*Work required*: Reproduce the data exactly.

- - -

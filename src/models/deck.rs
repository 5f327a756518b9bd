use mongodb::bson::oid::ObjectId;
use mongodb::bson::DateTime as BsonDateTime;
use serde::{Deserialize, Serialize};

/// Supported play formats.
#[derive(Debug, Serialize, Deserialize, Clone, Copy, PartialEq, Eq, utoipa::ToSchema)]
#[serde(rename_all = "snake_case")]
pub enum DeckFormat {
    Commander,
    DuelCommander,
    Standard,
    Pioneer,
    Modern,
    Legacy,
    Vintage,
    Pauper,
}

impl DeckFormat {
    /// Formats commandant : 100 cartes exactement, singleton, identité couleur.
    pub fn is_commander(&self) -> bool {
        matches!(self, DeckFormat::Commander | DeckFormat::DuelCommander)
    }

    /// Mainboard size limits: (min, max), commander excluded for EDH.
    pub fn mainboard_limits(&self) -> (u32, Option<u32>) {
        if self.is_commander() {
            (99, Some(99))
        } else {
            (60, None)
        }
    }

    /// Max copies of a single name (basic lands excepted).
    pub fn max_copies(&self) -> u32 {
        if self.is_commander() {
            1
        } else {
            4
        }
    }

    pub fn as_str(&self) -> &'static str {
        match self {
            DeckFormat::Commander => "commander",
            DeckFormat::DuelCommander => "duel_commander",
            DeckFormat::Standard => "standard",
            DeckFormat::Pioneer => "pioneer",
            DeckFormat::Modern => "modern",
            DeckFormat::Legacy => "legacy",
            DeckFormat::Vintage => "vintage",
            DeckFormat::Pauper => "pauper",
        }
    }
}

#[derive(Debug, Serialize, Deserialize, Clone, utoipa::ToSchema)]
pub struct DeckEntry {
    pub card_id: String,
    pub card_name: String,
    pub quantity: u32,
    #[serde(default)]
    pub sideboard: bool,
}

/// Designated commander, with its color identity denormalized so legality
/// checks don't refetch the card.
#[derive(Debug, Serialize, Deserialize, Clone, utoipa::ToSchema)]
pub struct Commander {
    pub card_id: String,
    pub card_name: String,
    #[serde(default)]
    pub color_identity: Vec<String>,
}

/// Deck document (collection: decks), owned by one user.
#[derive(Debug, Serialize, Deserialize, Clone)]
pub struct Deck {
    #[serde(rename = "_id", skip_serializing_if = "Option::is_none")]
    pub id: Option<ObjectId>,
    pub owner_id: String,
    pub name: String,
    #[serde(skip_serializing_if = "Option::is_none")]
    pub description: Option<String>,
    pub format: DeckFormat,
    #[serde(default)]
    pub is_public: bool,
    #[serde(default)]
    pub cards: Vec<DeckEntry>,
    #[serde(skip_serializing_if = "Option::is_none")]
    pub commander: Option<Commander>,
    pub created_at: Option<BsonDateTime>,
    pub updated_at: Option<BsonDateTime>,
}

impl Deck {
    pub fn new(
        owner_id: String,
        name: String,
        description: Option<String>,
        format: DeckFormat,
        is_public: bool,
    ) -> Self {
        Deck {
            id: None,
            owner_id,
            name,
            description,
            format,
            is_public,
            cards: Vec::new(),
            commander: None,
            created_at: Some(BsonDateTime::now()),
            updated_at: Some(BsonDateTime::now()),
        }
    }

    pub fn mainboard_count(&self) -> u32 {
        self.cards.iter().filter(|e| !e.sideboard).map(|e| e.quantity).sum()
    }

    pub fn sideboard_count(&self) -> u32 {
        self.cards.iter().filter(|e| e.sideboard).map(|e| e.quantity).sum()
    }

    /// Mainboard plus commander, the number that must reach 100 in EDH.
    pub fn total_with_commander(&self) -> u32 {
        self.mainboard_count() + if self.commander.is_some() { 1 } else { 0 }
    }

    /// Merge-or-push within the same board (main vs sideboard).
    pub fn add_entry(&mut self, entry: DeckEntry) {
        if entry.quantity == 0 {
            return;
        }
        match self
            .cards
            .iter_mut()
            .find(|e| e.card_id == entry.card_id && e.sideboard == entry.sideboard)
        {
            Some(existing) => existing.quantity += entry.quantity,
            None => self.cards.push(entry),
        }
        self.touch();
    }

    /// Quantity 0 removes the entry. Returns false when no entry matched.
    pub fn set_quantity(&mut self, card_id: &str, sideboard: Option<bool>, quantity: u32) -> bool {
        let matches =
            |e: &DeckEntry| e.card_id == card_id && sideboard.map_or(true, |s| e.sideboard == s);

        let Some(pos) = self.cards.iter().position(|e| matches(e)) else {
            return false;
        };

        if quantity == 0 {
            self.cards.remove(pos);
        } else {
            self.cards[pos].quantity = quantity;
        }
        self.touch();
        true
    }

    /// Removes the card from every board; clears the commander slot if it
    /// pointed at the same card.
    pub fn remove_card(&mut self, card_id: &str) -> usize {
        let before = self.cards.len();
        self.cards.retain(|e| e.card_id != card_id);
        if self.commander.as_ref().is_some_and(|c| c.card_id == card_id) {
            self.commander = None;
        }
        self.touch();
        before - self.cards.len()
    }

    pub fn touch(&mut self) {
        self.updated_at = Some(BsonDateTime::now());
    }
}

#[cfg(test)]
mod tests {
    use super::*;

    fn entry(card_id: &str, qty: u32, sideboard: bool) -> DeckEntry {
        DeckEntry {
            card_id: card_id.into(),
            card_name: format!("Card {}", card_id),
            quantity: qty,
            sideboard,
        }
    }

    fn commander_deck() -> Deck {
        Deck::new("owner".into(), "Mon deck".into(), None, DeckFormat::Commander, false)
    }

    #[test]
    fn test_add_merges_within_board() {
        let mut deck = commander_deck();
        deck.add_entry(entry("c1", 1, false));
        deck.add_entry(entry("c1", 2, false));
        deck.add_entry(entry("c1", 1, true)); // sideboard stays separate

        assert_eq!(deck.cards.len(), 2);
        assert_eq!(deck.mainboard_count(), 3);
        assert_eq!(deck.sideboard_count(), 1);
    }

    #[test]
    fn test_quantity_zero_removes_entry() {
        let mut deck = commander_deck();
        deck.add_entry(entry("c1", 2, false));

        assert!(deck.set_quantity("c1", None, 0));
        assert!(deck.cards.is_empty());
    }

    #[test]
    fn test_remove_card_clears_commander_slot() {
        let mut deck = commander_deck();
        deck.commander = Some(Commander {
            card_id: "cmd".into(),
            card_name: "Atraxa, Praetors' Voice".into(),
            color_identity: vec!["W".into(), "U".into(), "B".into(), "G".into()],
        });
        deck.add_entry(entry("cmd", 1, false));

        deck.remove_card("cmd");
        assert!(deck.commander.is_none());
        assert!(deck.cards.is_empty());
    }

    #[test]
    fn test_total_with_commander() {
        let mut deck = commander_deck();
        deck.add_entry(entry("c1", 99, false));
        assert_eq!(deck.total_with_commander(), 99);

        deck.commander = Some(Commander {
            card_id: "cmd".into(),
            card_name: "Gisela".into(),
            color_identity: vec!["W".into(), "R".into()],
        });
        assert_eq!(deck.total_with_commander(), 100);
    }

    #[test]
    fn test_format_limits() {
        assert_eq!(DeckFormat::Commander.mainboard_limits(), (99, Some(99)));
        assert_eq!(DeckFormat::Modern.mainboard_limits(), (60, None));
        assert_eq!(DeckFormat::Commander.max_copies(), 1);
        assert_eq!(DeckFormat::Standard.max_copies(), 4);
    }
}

- - -

*Exercise solution*:
filename src/models/deck.rs
repository 5f327a756518b9bd
use mongodb::bson::oid::ObjectId;
use mongodb::bson::DateTime as BsonDateTime;
use serde::{Deserialize, Serialize};

/// Supported play formats.
#[derive(Debug, Serialize, Deserialize, Clone, Copy, PartialEq, Eq, utoipa::ToSchema)]
#[serde(rename_all = "snake_case")]
pub enum DeckFormat {
    Commander,
    DuelCommander,
    Standard,
    Pioneer,
    Modern,
    Legacy,
    Vintage,
    Pauper,
}

impl DeckFormat {
    /// Formats commandant : 100 cartes exactement, singleton, identité couleur.
    pub fn is_commander(&self) -> bool {
        matches!(self, DeckFormat::Commander | DeckFormat::DuelCommander)
    }

    /// Mainboard size limits: (min, max), commander excluded for EDH.
    pub fn mainboard_limits(&self) -> (u32, Option<u32>) {
        if self.is_commander() {
            (99, Some(99))
        } else {
            (60, None)
        }
    }

    /// Max copies of a single name (basic lands excepted).
    pub fn max_copies(&self) -> u32 {
        if self.is_commander() {
            1
        } else {
            4
        }
    }

    pub fn as_str(&self) -> &'static str {
        match self {
            DeckFormat::Commander => "commander",
            DeckFormat::DuelCommander => "duel_commander",
            DeckFormat::Standard => "standard",
            DeckFormat::Pioneer => "pioneer",
            DeckFormat::Modern => "modern",
            DeckFormat::Legacy => "legacy",
            DeckFormat::Vintage => "vintage",
            DeckFormat::Pauper => "pauper",
        }
    }
}

#[derive(Debug, Serialize, Deserialize, Clone, utoipa::ToSchema)]
pub struct DeckEntry {
    pub card_id: String,
    pub card_name: String,
    pub quantity: u32,
    #[serde(default)]
    pub sideboard: bool,
}

/// Designated commander, with its color identity denormalized so legality
/// checks don't refetch the card.
#[derive(Debug, Serialize, Deserialize, Clone, utoipa::ToSchema)]
pub struct Commander {
    pub card_id: String,
    pub card_name: String,
    #[serde(default)]
    pub color_identity: Vec<String>,
}

/// Deck document (collection: decks), owned by one user.
#[derive(Debug, Serialize, Deserialize, Clone)]
pub struct Deck {
    #[serde(rename = "_id", skip_serializing_if = "Option::is_none")]
    pub id: Option<ObjectId>,
    pub owner_id: String,
    pub name: String,
    #[serde(skip_serializing_if = "Option::is_none")]
    pub description: Option<String>,
    pub format: DeckFormat,
    #[serde(default)]
    pub is_public: bool,
    #[serde(default)]
    pub cards: Vec<DeckEntry>,
    #[serde(skip_serializing_if = "Option::is_none")]
    pub commander: Option<Commander>,
    pub created_at: Option<BsonDateTime>,
    pub updated_at: Option<BsonDateTime>,
}

impl Deck {
    pub fn new(
        owner_id: String,
        name: String,
        description: Option<String>,
        format: DeckFormat,
        is_public: bool,
    ) -> Self {
        Deck {
            id: None,
            owner_id,
            name,
            description,
            format,
            is_public,
            cards: Vec::new(),
            commander: None,
            created_at: Some(BsonDateTime::now()),
            updated_at: Some(BsonDateTime::now()),
        }
    }

    pub fn mainboard_count(&self) -> u32 {
        self.cards.iter().filter(|e| !e.sideboard).map(|e| e.quantity).sum()
    }

    pub fn sideboard_count(&self) -> u32 {
        self.cards.iter().filter(|e| e.sideboard).map(|e| e.quantity).sum()
    }

    /// Mainboard plus commander, the number that must reach 100 in EDH.
    pub fn total_with_commander(&self) -> u32 {
        self.mainboard_count() + if self.commander.is_some() { 1 } else { 0 }
    }

    /// Merge-or-push within the same board (main vs sideboard).
    pub fn add_entry(&mut self, entry: DeckEntry) {
        if entry.quantity == 0 {
            return;
        }
        match self
            .cards
            .iter_mut()
            .find(|e| e.card_id == entry.card_id && e.sideboard == entry.sideboard)
        {
            Some(existing) => existing.quantity += entry.quantity,
            None => self.cards.push(entry),
        }
        self.touch();
    }

    /// Quantity 0 removes the entry. Returns false when no entry matched.
    pub fn set_quantity(&mut self, card_id: &str, sideboard: Option<bool>, quantity: u32) -> bool {
        let matches =
            |e: &DeckEntry| e.card_id == card_id && sideboard.map_or(true, |s| e.sideboard == s);

        let Some(pos) = self.cards.iter().position(|e| matches(e)) else {
            return false;
        };

        if quantity == 0 {
            self.cards.remove(pos);
        } else {
            self.cards[pos].quantity = quantity;
        }
        self.touch();
        true
    }

    /// Removes the card from every board; clears the commander slot if it
    /// pointed at the same card.
    pub fn remove_card(&mut self, card_id: &str) -> usize {
        let before = self.cards.len();
        self.cards.retain(|e| e.card_id != card_id);
        if self.commander.as_ref().is_some_and(|c| c.card_id == card_id) {
            self.commander = None;
        }
        self.touch();
        before - self.cards.len()
    }

    pub fn touch(&mut self) {
        self.updated_at = Some(BsonDateTime::now());
    }
}

#[cfg(test)]
mod tests {
    use super::*;

    fn entry(card_id: &str, qty: u32, sideboard: bool) -> DeckEntry {
        DeckEntry {
            card_id: card_id.into(),
            card_name: format!("Card {}", card_id),
            quantity: qty,
            sideboard,
        }
    }

    fn commander_deck() -> Deck {
        Deck::new("owner".into(), "Mon deck".into(), None, DeckFormat::Commander, false)
    }

    #[test]
    fn test_add_merges_within_board() {
        let mut deck = commander_deck();
        deck.add_entry(entry("c1", 1, false));
        deck.add_entry(entry("c1", 2, false));
        deck.add_entry(entry("c1", 1, true)); // sideboard stays separate

        assert_eq!(deck.cards.len(), 2);
        assert_eq!(deck.mainboard_count(), 3);
        assert_eq!(deck.sideboard_count(), 1);
    }

    #[test]
    fn test_quantity_zero_removes_entry() {
        let mut deck = commander_deck();
        deck.add_entry(entry("c1", 2, false));

        assert!(deck.set_quantity("c1", None, 0));
        assert!(deck.cards.is_empty());
    }

    #[test]
    fn test_remove_card_clears_commander_slot() {
        let mut deck = commander_deck();
        deck.commander = Some(Commander {
            card_id: "cmd".into(),
            card_name: "Atraxa, Praetors' Voice".into(),
            color_identity: vec!["W".into(), "U".into(), "B".into(), "G".into()],
        });
        deck.add_entry(entry("cmd", 1, false));

        deck.remove_card("cmd");
        assert!(deck.commander.is_none());
        assert!(deck.cards.is_empty());
    }

    #[test]
    fn test_total_with_commander() {
        let mut deck = commander_deck();
        deck.add_entry(entry("c1", 99, false));
        assert_eq!(deck.total_with_commander(), 99);

        deck.commander = Some(Commander {
            card_id: "cmd".into(),
            card_name: "Gisela".into(),
            color_identity: vec!["W".into(), "R".into()],
        });
        assert_eq!(deck.total_with_commander(), 100);
    }

    #[test]
    fn test_format_limits() {
        assert_eq!(DeckFormat::Commander.mainboard_limits(), (99, Some(99)));
        assert_eq!(DeckFormat::Modern.mainboard_limits(), (60, None));
        assert_eq!(DeckFormat::Commander.max_copies(), 1);
        assert_eq!(DeckFormat::Standard.max_copies(), 4);
    }
}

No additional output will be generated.